A woman who says she’s a paid member of the Obama marketing team shared the campaign’s astroturfing strategy in an anonymous email to HillBuzz. I can’t vouch for the credibility of the emailer, but it certainly jibes with my observations of the leftroots strategy.

The internal campaign idea is to twist, distort, humiliate and finally dispirit you.

We pay people and organize people to go to all the online sites and “play the part of a clinton or mccain supporter who just switched our support for obama”

We do this to stifle your motivation and to destroy your confidence.

We did this the whole primary and it worked.

Sprinkle in mass vote confusion and it becomes bewildering. Most people lose patience and just give up on their support of a candidate and decide to just block out tv, news, websites, etc.

This surprisingly has had a huge suppressing movement and vote turnout issues.
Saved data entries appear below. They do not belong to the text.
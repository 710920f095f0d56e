//! Sequential playback of synthesized turns.

use async_trait::async_trait;
use std::time::Duration;

use crate::audio::AudioClip;
use crate::error::ConvoiceError;
use crate::session::SessionEvent;
use crate::turn::Turn;

/// Something that can play a clip to completion.
#[async_trait]
pub trait ClipPlayer: Send {
    /// Play `clip`, resolving once it has finished.
    async fn play(&mut self, clip: &AudioClip) -> Result<(), ConvoiceError>;
}

/// Outcome of one playback pass.
#[derive(Debug, Clone, Default, PartialEq, Eq)]
pub struct PlaybackReport {
    pub played: usize,
    /// Turns whose clip failed to play and were treated as finished.
    pub failed: Vec<usize>,
}

/// Play every turn that has a clip, one after another.
///
/// Turns without audio are skipped. A failed clip is logged and treated as
/// finished so the rest of the conversation still plays.
pub async fn play_turns(
    turns: &[Turn],
    player: &mut dyn ClipPlayer,
    emit: &dyn Fn(SessionEvent),
) -> PlaybackReport {
    let mut report = PlaybackReport::default();

    for turn in turns {
        let Some(clip) = turn.clip() else {
            continue;
        };

        let sequence_number = turn.sequence_number();
        emit(SessionEvent::ClipStarted {
            sequence_number,
            role: turn.role(),
            duration_seconds: clip.duration_seconds(),
        });

        match player.play(clip).await {
            Ok(()) => report.played += 1,
            Err(e) => {
                tracing::warn!(sequence_number, error = %e, "error playing audio");
                report.failed.push(sequence_number);
                emit(SessionEvent::ClipFailed {
                    sequence_number,
                    error: e.to_string(),
                });
            }
        }
    }

    report
}

/// Stands in for an output device: waits out each clip's duration.
#[derive(Debug, Default, Clone, Copy)]
pub struct SilentPlayer;

#[async_trait]
impl ClipPlayer for SilentPlayer {
    async fn play(&mut self, clip: &AudioClip) -> Result<(), ConvoiceError> {
        tokio::time::sleep(Duration::from_secs_f64(clip.duration_seconds())).await;
        Ok(())
    }
}

/// Plays clips on the default output device.
///
/// The device is opened once, on a dedicated thread, and every clip is fed
/// to the same sink. If the device cannot be opened, the clip fails and the
/// next clip tries again.
#[cfg(feature = "playback")]
#[derive(Debug, Default)]
pub struct RodioPlayer {
    output: Option<OutputThread>,
}

#[cfg(feature = "playback")]
#[async_trait]
impl ClipPlayer for RodioPlayer {
    async fn play(&mut self, clip: &AudioClip) -> Result<(), ConvoiceError> {
        let output = match self.output.take() {
            Some(output) => output,
            None => OutputThread::spawn(RodioDevice::open)?,
        };

        let result = output.play(clip).await;
        if result.is_ok() {
            self.output = Some(output);
        }
        result
    }
}

#[cfg(feature = "playback")]
struct RodioDevice {
    _stream: rodio::OutputStream,
    sink: rodio::Sink,
}

#[cfg(feature = "playback")]
impl RodioDevice {
    fn open() -> Result<Self, ConvoiceError> {
        let mut stream = rodio::OutputStreamBuilder::open_default_stream()
            .map_err(|e| ConvoiceError::Playback(format!("No output device: {}", e)))?;
        stream.log_on_drop(false);
        let sink = rodio::Sink::connect_new(stream.mixer());
        Ok(Self {
            _stream: stream,
            sink,
        })
    }
}

#[cfg(feature = "playback")]
impl OutputDevice for RodioDevice {
    fn play_to_end(&self, samples: Vec<f32>, channels: u16, sample_rate: u32) {
        self.sink.append(rodio::buffer::SamplesBuffer::new(
            channels,
            sample_rate,
            samples,
        ));
        self.sink.sleep_until_end();
    }
}

/// Blocking audio output, owned by the output thread.
#[cfg(any(feature = "playback", test))]
trait OutputDevice {
    fn play_to_end(&self, samples: Vec<f32>, channels: u16, sample_rate: u32);
}

#[cfg(any(feature = "playback", test))]
struct PlayRequest {
    samples: std::sync::Arc<[f32]>,
    channels: u16,
    sample_rate: u32,
    done: tokio::sync::oneshot::Sender<Result<(), ConvoiceError>>,
}

/// Handle to the thread that owns the output device.
///
/// Output streams are not `Send`, so the device is created and dropped on
/// that thread. Dropping the handle stops the thread.
#[cfg(any(feature = "playback", test))]
#[derive(Debug)]
struct OutputThread {
    requests: std::sync::mpsc::Sender<PlayRequest>,
}

#[cfg(any(feature = "playback", test))]
impl OutputThread {
    fn spawn<D, F>(open: F) -> Result<Self, ConvoiceError>
    where
        D: OutputDevice,
        F: FnOnce() -> Result<D, ConvoiceError> + Send + 'static,
    {
        let (requests, incoming) = std::sync::mpsc::channel();
        std::thread::Builder::new()
            .name("convoice-audio".to_string())
            .spawn(move || run_output(open, incoming))?;
        Ok(Self { requests })
    }

    async fn play(&self, clip: &AudioClip) -> Result<(), ConvoiceError> {
        let stopped = || ConvoiceError::Playback("Audio output thread has stopped".to_string());

        let (done, finished) = tokio::sync::oneshot::channel();
        self.requests
            .send(PlayRequest {
                samples: clip.shared_samples(),
                channels: clip.channels(),
                sample_rate: clip.sample_rate(),
                done,
            })
            .map_err(|_| stopped())?;
        finished.await.map_err(|_| stopped())?
    }
}

/// Open the device on the first request, then play requests until the
/// handle is dropped.
#[cfg(any(feature = "playback", test))]
fn run_output<D, F>(open: F, requests: std::sync::mpsc::Receiver<PlayRequest>)
where
    D: OutputDevice,
    F: FnOnce() -> Result<D, ConvoiceError>,
{
    let Ok(first) = requests.recv() else {
        return;
    };
    let device = match open() {
        Ok(device) => device,
        Err(e) => {
            let _ = first.done.send(Err(e));
            return;
        }
    };
    tracing::debug!("audio output opened");

    for request in std::iter::once(first).chain(requests.iter()) {
        device.play_to_end(request.samples.to_vec(), request.channels, request.sample_rate);
        let _ = request.done.send(Ok(()));
    }
}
Next, we infiltrate all the blogs and all the youtube videos and overwhelm the voting, the comments, etc. All to continue this appearance of overwhelming world support.

People makes posts to the effect that the world has “gone mad”

Thats the intention. To make you feel stressed and crazy and feel like the world is ending.

Wrangled by strategist David Axelrod, the Axelturfers also did their best to skew polls in favor of Obama. The tipster also told HillBuzz, “There is a huge staff of people working around the clock, watching every site, blogs, etc. We flood these sites. We have had a goal to overwhelm.”

If you have a political blog (or lurk or comment on one), then you’re already familiar with this artificial grassroots movement. The email confession is far from shocking, and in many ways just confirms what we already know. But how will the right use this information?

Many writers on the right side of the blogosphere have weighed the relationship between bloggers and the GOP, and have found it wanting at best. The rightroots movement, if it can be said to exist at all, is extremely disorganized and consequently, ineffective in contributing to the success of Republican campaigns.

Undoubtedly there will be a wealth of discussion in the coming months about how the right must respond to a well-developed leftroots operation. This discussion will focus on technological organization and how we can leapfrog past the left and beat them at their own game. Further attention will be paid to the development of alternative news sources that counter the bias of the mainstream media. But there are also some questions that need to be asked that will strike many as distasteful. Can we beat the left by always taking the high road? Are we willing to employ the sleazy tactics of the Obama campaign? Is it necessary (or desirable) to serve our candidates by playing dirty while they keep their boots clean?

I don’t know the answers yet, but I have my suspicions.